Chapter after chapter, battle after battle, Marlantes pushes you through what may be one of the most profound and devastating novels ever to come out of Vietnam — or any war. It’s not a book so much as a deployment, and you will not return unaltered … Even the book’s infrequent flaws sometimes serve a valuable purpose in its narrative. There is a blizzard of names, ranks and military terms, for instance, and despite the glossary and unit schematic included in the book, I still felt lost much of the time. That confusion, however, was exactly my experience while covering the United States military as a journalist, and in Matterhorn it struck me as annoying but true … Matterhorn is a raw, brilliant account of war that may well serve as a final exorcism for one of the most painful passages in American history.

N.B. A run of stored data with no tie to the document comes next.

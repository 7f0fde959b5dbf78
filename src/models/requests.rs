//! Request bodies accepted by the API.
//!
//! Images travel as base64 strings (raw or data URL) and are decoded by the
//! handlers. Shape snapshots are sent whole on every request.

use serde::Deserialize;

use crate::shapes::Shape;
use crate::shapes::model::ShapeOperation;

#[derive(Debug, Clone, Deserialize)]
pub struct AnalyzeRequest {
    pub image_base64: String,
}

#[derive(Debug, Clone, Deserialize)]
pub struct GenerateRequest {
    pub prompt: String,
    #[serde(default)]
    pub image_base64: Option<String>,
    #[serde(default)]
    pub existing_shapes: Vec<Shape>,
}

#[derive(Debug, Clone, Deserialize)]
pub struct GithubAnalyzeRequest {
    pub repo_url: String,
}

#[derive(Debug, Clone, Deserialize)]
pub struct ValidateShapesRequest {
    #[serde(default)]
    pub existing_shapes: Vec<Shape>,
    pub operations: Vec<ShapeOperation>,
}
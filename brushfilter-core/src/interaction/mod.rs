/*
 * BrushFilter
 * Copyright (C) 2024 BrushFilter Contributors
 *
 * This program is distributed under multiple licenses.
 * Please consult the license documentation provided alongside
 * this program the details of the active license.
 */
pub mod filter;
pub mod slider;
pub mod throttle;
/*
 * BrushFilter
 * Copyright (C) 2024 BrushFilter Contributors
 *
 * This program is distributed under multiple licenses.
 * Please consult the license documentation provided alongside
 * this program the details of the active license.
 */
pub mod chart;
pub mod filter;
pub mod mark;
pub mod values;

It reads like adventure and yet it makes even the toughest war stories seem a little pale by comparison … Ironically, the best parts of Matterhorn aren't the battle scenes, which are at times rendered with a literal precision that borders on mechanical. Rather it is Marlantes's treatment of pre-combat tension and rear-echelon politics. It's these in-between spaces that create the real terror of Matterhorn: military and racial politics; fragging that threatens the unit with implosion; and night watch in the jungle, where tigers are as dangerous as the NVA … Given the long list of stellar works, fiction and nonfiction, to come from the Vietnam experience, one might question what more can be said about it. In some ways Matterhorn isn't new at all, but it reminds us of the horror of all war by laying waste to romantic notions.
While no one who didn't serve in Vietnam can really grasp what life in that time, that place, was like, Marlantes comes closer than any American writer ever has to capturing the unrelenting terror and enormity of one of the saddest chapters in recent world history … There's never been a Vietnam War novel as stark, powerful and brutal as Matterhorn — Marlantes manages to exceed the efforts of his closest literary antecedents...He manages to write with a dark and chilling beauty, even as he chronicles some of the most unspeakable events his readers are likely to encounter. It's the rare kind of masterpiece that enriches not just American literature but American history as well.